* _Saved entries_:
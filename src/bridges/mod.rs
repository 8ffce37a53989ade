//! Splitting a merged glyph outline into independent ink strokes.
//!
//! Where two strokes overlap, a font outline traces around their union,
//! and the points where the strokes' edges meet show up as concave
//! corners. A bridge joins two such corners. Walking the outline and
//! crossing every bridge encountered recovers each stroke as its own
//! closed contour.

mod endpoint;
mod extract;
mod propose;

pub use endpoint::{Endpoint, EndpointIndex, SegmentGraph};
pub use extract::{split_on_bridges, Stroke};
pub use propose::{corner_features, propose_bridges, BridgeScorer, HandTunedScorer};

use kurbo::Point;
use serde::{Deserialize, Serialize};
use std::cmp::Ordering;

/// An unordered pair of outline points to connect while splitting strokes.
///
/// The pair is stored in canonical order, so `Bridge::new(a, b)` and
/// `Bridge::new(b, a)` compare equal.
#[derive(Debug, Clone, Copy, PartialEq, Serialize, Deserialize)]
#[serde(from = "(Point, Point)", into = "(Point, Point)")]
pub struct Bridge {
    a: Point,
    b: Point,
}

impl Bridge {
    pub fn new(a: Point, b: Point) -> Self {
        if compare_points(a, b) == Ordering::Greater {
            Self { a: b, b: a }
        } else {
            Self { a, b }
        }
    }

    pub fn points(&self) -> (Point, Point) {
        (self.a, self.b)
    }
}

impl From<(Point, Point)> for Bridge {
    fn from((a, b): (Point, Point)) -> Self {
        Self::new(a, b)
    }
}

impl From<Bridge> for (Point, Point) {
    fn from(bridge: Bridge) -> Self {
        (bridge.a, bridge.b)
    }
}

fn compare_points(a: Point, b: Point) -> Ordering {
    a.x.total_cmp(&b.x).then(a.y.total_cmp(&b.y))
}

#[cfg(test)]
mod tests {
    use super::*;

    #[test]
    fn bridges_are_symmetric() {
        let p = Point::new(50.0, 0.0);
        let q = Point::new(50.0, 100.0);
        assert_eq!(Bridge::new(p, q), Bridge::new(q, p));
        assert_eq!(Bridge::new(q, p).points(), (p, q));
    }

    #[test]
    fn bridge_json_is_a_point_pair() {
        let bridge = Bridge::new(Point::new(3.0, 4.0), Point::new(1.0, 2.0));
        let json = serde_json::to_string(&bridge).unwrap();
        let back: Bridge = serde_json::from_str(&json).unwrap();
        assert_eq!(back, bridge);
    }
}
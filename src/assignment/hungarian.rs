//! Kuhn-Munkres minimum-cost perfect matching.
//!
//! Shortest augmenting paths with row and column potentials, O(n^3).
//! All scratch arrays are allocated per call, so the solver is a pure
//! function and safe to call from any number of threads.

use serde::{Deserialize, Serialize};
use std::ops::{Index, IndexMut};

use crate::error::AssignmentError;

/// Dense n x n matrix in row-major order.
#[derive(Debug, Clone, PartialEq)]
pub struct SquareMatrix {
    n: usize,
    data: Vec<f64>,
}

impl SquareMatrix {
    pub fn from_fn(n: usize, mut f: impl FnMut(usize, usize) -> f64) -> Self {
        let mut data = Vec::with_capacity(n * n);
        for i in 0..n {
            for j in 0..n {
                data.push(f(i, j));
            }
        }
        Self { n, data }
    }

    /// Build from rows, rejecting ragged input.
    pub fn from_rows(rows: &[Vec<f64>]) -> Result<Self, AssignmentError> {
        let n = rows.len();
        if let Some((row, r)) = rows.iter().enumerate().find(|(_, r)| r.len() != n) {
            return Err(AssignmentError::NotSquare {
                row,
                len: r.len(),
                expected: n,
            });
        }
        Ok(Self {
            n,
            data: rows.iter().flatten().copied().collect(),
        })
    }

    /// Embed an r x c matrix in a square one of side max(r, c). Cells in
    /// the padding cost `penalty`.
    pub fn padded(rows: &[Vec<f64>], cols: usize, penalty: f64) -> Result<Self, AssignmentError> {
        if let Some((row, r)) = rows.iter().enumerate().find(|(_, r)| r.len() != cols) {
            return Err(AssignmentError::NotSquare {
                row,
                len: r.len(),
                expected: cols,
            });
        }
        let n = rows.len().max(cols);
        Ok(Self::from_fn(n, |i, j| {
            rows.get(i).and_then(|r| r.get(j)).copied().unwrap_or(penalty)
        }))
    }

    pub fn len(&self) -> usize {
        self.n
    }

    pub fn is_empty(&self) -> bool {
        self.n == 0
    }

    fn check_finite(&self) -> Result<(), AssignmentError> {
        match self.data.iter().position(|c| !c.is_finite()) {
            Some(k) => Err(AssignmentError::NonFiniteCost {
                row: k / self.n,
                col: k % self.n,
            }),
            None => Ok(()),
        }
    }
}

impl Index<(usize, usize)> for SquareMatrix {
    type Output = f64;

    fn index(&self, (i, j): (usize, usize)) -> &f64 {
        &self.data[i * self.n + j]
    }
}

impl IndexMut<(usize, usize)> for SquareMatrix {
    fn index_mut(&mut self, (i, j): (usize, usize)) -> &mut f64 {
        &mut self.data[i * self.n + j]
    }
}

/// A perfect matching: row `i` is paired with column `row_to_col[i]`.
#[derive(Debug, Clone, PartialEq, Serialize, Deserialize)]
pub struct Assignment {
    pub row_to_col: Vec<usize>,
    /// Sum of the matched cells of the input matrix.
    pub total_cost: f64,
}

impl Assignment {
    /// Inverse permutation: the row paired with each column.
    pub fn col_to_row(&self) -> Vec<usize> {
        let mut result = vec![0; self.row_to_col.len()];
        for (i, &j) in self.row_to_col.iter().enumerate() {
            result[j] = i;
        }
        result
    }
}

/// Minimum-cost perfect matching. Ties go to the first optimum found.
pub fn solve(cost: &SquareMatrix) -> Result<Assignment, AssignmentError> {
    cost.check_finite()?;
    let n = cost.n;
    if n == 0 {
        return Ok(Assignment {
            row_to_col: vec![],
            total_cost: 0.0,
        });
    }

    // 1-based; column 0 is a virtual column holding the row being added.
    let mut u = vec![0.0; n + 1];
    let mut v = vec![0.0; n + 1];
    let mut col_owner = vec![0usize; n + 1];
    let mut way = vec![0usize; n + 1];

    for row in 1..=n {
        col_owner[0] = row;
        let mut j0 = 0;
        let mut min_slack = vec![f64::INFINITY; n + 1];
        let mut used = vec![false; n + 1];
        loop {
            used[j0] = true;
            let i0 = col_owner[j0];
            let mut delta = f64::INFINITY;
            let mut j1 = 0;
            for j in 1..=n {
                if used[j] {
                    continue;
                }
                let slack = cost[(i0 - 1, j - 1)] - u[i0] - v[j];
                if slack < min_slack[j] {
                    min_slack[j] = slack;
                    way[j] = j0;
                }
                if min_slack[j] < delta {
                    delta = min_slack[j];
                    j1 = j;
                }
            }
            for j in 0..=n {
                if used[j] {
                    u[col_owner[j]] += delta;
                    v[j] -= delta;
                } else {
                    min_slack[j] -= delta;
                }
            }
            j0 = j1;
            if col_owner[j0] == 0 {
                break;
            }
        }
        // Flip the augmenting path.
        loop {
            let j1 = way[j0];
            col_owner[j0] = col_owner[j1];
            j0 = j1;
            if j0 == 0 {
                break;
            }
        }
    }

    let mut row_to_col = vec![0; n];
    for j in 1..=n {
        row_to_col[col_owner[j] - 1] = j - 1;
    }
    let total_cost = row_to_col
        .iter()
        .enumerate()
        .map(|(i, &j)| cost[(i, j)])
        .sum();
    Ok(Assignment {
        row_to_col,
        total_cost,
    })
}

/// Maximum-score perfect matching. `total_cost` holds the total score.
pub fn solve_max(score: &SquareMatrix) -> Result<Assignment, AssignmentError> {
    score.check_finite()?;
    let negated = SquareMatrix {
        n: score.n,
        data: score.data.iter().map(|s| -s).collect(),
    };
    let mut assignment = solve(&negated)?;
    assignment.total_cost = -assignment.total_cost;
    Ok(assignment)
}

* _YOUR OBJECTIVE_:
Nothing in the data may be omitted; transcribe it exactly.

* _SOLUTION FOR THIS EXERCISE_:
filename src/bridges/mod.rs
repository 8ffce37a53989ade
//! Splitting a merged glyph outline into independent ink strokes.
//!
//! Where two strokes overlap, a font outline traces around their union,
//! and the points where the strokes' edges meet show up as concave
//! corners. A bridge joins two such corners. Walking the outline and
//! crossing every bridge encountered recovers each stroke as its own
//! closed contour.

mod endpoint;
mod extract;
mod propose;

pub use endpoint::{Endpoint, EndpointIndex, SegmentGraph};
pub use extract::{split_on_bridges, Stroke};
pub use propose::{corner_features, propose_bridges, BridgeScorer, HandTunedScorer};

use kurbo::Point;
use serde::{Deserialize, Serialize};
use std::cmp::Ordering;

/// An unordered pair of outline points to connect while splitting strokes.
///
/// The pair is stored in canonical order, so `Bridge::new(a, b)` and
/// `Bridge::new(b, a)` compare equal.
#[derive(Debug, Clone, Copy, PartialEq, Serialize, Deserialize)]
#[serde(from = "(Point, Point)", into = "(Point, Point)")]
pub struct Bridge {
    a: Point,
    b: Point,
}

impl Bridge {
    pub fn new(a: Point, b: Point) -> Self {
        if compare_points(a, b) == Ordering::Greater {
            Self { a: b, b: a }
        } else {
            Self { a, b }
        }
    }

    pub fn points(&self) -> (Point, Point) {
        (self.a, self.b)
    }
}

impl From<(Point, Point)> for Bridge {
    fn from((a, b): (Point, Point)) -> Self {
        Self::new(a, b)
    }
}

impl From<Bridge> for (Point, Point) {
    fn from(bridge: Bridge) -> Self {
        (bridge.a, bridge.b)
    }
}

fn compare_points(a: Point, b: Point) -> Ordering {
    a.x.total_cmp(&b.x).then(a.y.total_cmp(&b.y))
}

#[cfg(test)]
mod tests {
    use super::*;

    #[test]
    fn bridges_are_symmetric() {
        let p = Point::new(50.0, 0.0);
        let q = Point::new(50.0, 100.0);
        assert_eq!(Bridge::new(p, q), Bridge::new(q, p));
        assert_eq!(Bridge::new(q, p).points(), (p, q));
    }

    #[test]
    fn bridge_json_is_a_point_pair() {
        let bridge = Bridge::new(Point::new(3.0, 4.0), Point::new(1.0, 2.0));
        let json = serde_json::to_string(&bridge).unwrap();
        let back: Bridge = serde_json::from_str(&json).unwrap();
        assert_eq!(back, bridge);
    }
}
filename src/assignment/hungarian.rs
//! Kuhn-Munkres minimum-cost perfect matching.
//!
//! Shortest augmenting paths with row and column potentials, O(n^3).
//! All scratch arrays are allocated per call, so the solver is a pure
//! function and safe to call from any number of threads.

use serde::{Deserialize, Serialize};
use std::ops::{Index, IndexMut};

use crate::error::AssignmentError;

/// Dense n x n matrix in row-major order.
#[derive(Debug, Clone, PartialEq)]
pub struct SquareMatrix {
    n: usize,
    data: Vec<f64>,
}

impl SquareMatrix {
    pub fn from_fn(n: usize, mut f: impl FnMut(usize, usize) -> f64) -> Self {
        let mut data = Vec::with_capacity(n * n);
        for i in 0..n {
            for j in 0..n {
                data.push(f(i, j));
            }
        }
        Self { n, data }
    }

    /// Build from rows, rejecting ragged input.
    pub fn from_rows(rows: &[Vec<f64>]) -> Result<Self, AssignmentError> {
        let n = rows.len();
        if let Some((row, r)) = rows.iter().enumerate().find(|(_, r)| r.len() != n) {
            return Err(AssignmentError::NotSquare {
                row,
                len: r.len(),
                expected: n,
            });
        }
        Ok(Self {
            n,
            data: rows.iter().flatten().copied().collect(),
        })
    }

    /// Embed an r x c matrix in a square one of side max(r, c). Cells in
    /// the padding cost `penalty`.
    pub fn padded(rows: &[Vec<f64>], cols: usize, penalty: f64) -> Result<Self, AssignmentError> {
        if let Some((row, r)) = rows.iter().enumerate().find(|(_, r)| r.len() != cols) {
            return Err(AssignmentError::NotSquare {
                row,
                len: r.len(),
                expected: cols,
            });
        }
        let n = rows.len().max(cols);
        Ok(Self::from_fn(n, |i, j| {
            rows.get(i).and_then(|r| r.get(j)).copied().unwrap_or(penalty)
        }))
    }

    pub fn len(&self) -> usize {
        self.n
    }

    pub fn is_empty(&self) -> bool {
        self.n == 0
    }

    fn check_finite(&self) -> Result<(), AssignmentError> {
        match self.data.iter().position(|c| !c.is_finite()) {
            Some(k) => Err(AssignmentError::NonFiniteCost {
                row: k / self.n,
                col: k % self.n,
            }),
            None => Ok(()),
        }
    }
}

impl Index<(usize, usize)> for SquareMatrix {
    type Output = f64;

    fn index(&self, (i, j): (usize, usize)) -> &f64 {
        &self.data[i * self.n + j]
    }
}

impl IndexMut<(usize, usize)> for SquareMatrix {
    fn index_mut(&mut self, (i, j): (usize, usize)) -> &mut f64 {
        &mut self.data[i * self.n + j]
    }
}

/// A perfect matching: row `i` is paired with column `row_to_col[i]`.
#[derive(Debug, Clone, PartialEq, Serialize, Deserialize)]
pub struct Assignment {
    pub row_to_col: Vec<usize>,
    /// Sum of the matched cells of the input matrix.
    pub total_cost: f64,
}

impl Assignment {
    /// Inverse permutation: the row paired with each column.
    pub fn col_to_row(&self) -> Vec<usize> {
        let mut result = vec![0; self.row_to_col.len()];
        for (i, &j) in self.row_to_col.iter().enumerate() {
            result[j] = i;
        }
        result
    }
}

/// Minimum-cost perfect matching. Ties go to the first optimum found.
pub fn solve(cost: &SquareMatrix) -> Result<Assignment, AssignmentError> {
    cost.check_finite()?;
    let n = cost.n;
    if n == 0 {
        return Ok(Assignment {
            row_to_col: vec![],
            total_cost: 0.0,
        });
    }

    // 1-based; column 0 is a virtual column holding the row being added.
    let mut u = vec![0.0; n + 1];
    let mut v = vec![0.0; n + 1];
    let mut col_owner = vec![0usize; n + 1];
    let mut way = vec![0usize; n + 1];

    for row in 1..=n {
        col_owner[0] = row;
        let mut j0 = 0;
        let mut min_slack = vec![f64::INFINITY; n + 1];
        let mut used = vec![false; n + 1];
        loop {
            used[j0] = true;
            let i0 = col_owner[j0];
            let mut delta = f64::INFINITY;
            let mut j1 = 0;
            for j in 1..=n {
                if used[j] {
                    continue;
                }
                let slack = cost[(i0 - 1, j - 1)] - u[i0] - v[j];
                if slack < min_slack[j] {
                    min_slack[j] = slack;
                    way[j] = j0;
                }
                if min_slack[j] < delta {
                    delta = min_slack[j];
                    j1 = j;
                }
            }
            for j in 0..=n {
                if used[j] {
                    u[col_owner[j]] += delta;
                    v[j] -= delta;
                } else {
                    min_slack[j] -= delta;
                }
            }
            j0 = j1;
            if col_owner[j0] == 0 {
                break;
            }
        }
        // Flip the augmenting path.
        loop {
            let j1 = way[j0];
            col_owner[j0] = col_owner[j1];
            j0 = j1;
            if j0 == 0 {
                break;
            }
        }
    }

    let mut row_to_col = vec![0; n];
    for j in 1..=n {
        row_to_col[col_owner[j] - 1] = j - 1;
    }
    let total_cost = row_to_col
        .iter()
        .enumerate()
        .map(|(i, &j)| cost[(i, j)])
        .sum();
    Ok(Assignment {
        row_to_col,
        total_cost,
    })
}

/// Maximum-score perfect matching. `total_cost` holds the total score.
pub fn solve_max(score: &SquareMatrix) -> Result<Assignment, AssignmentError> {
    score.check_finite()?;
    let negated = SquareMatrix {
        n: score.n,
        data: score.data.iter().map(|s| -s).collect(),
    };
    let mut assignment = solve(&negated)?;
    assignment.total_cost = -assignment.total_cost;
    Ok(assignment)
}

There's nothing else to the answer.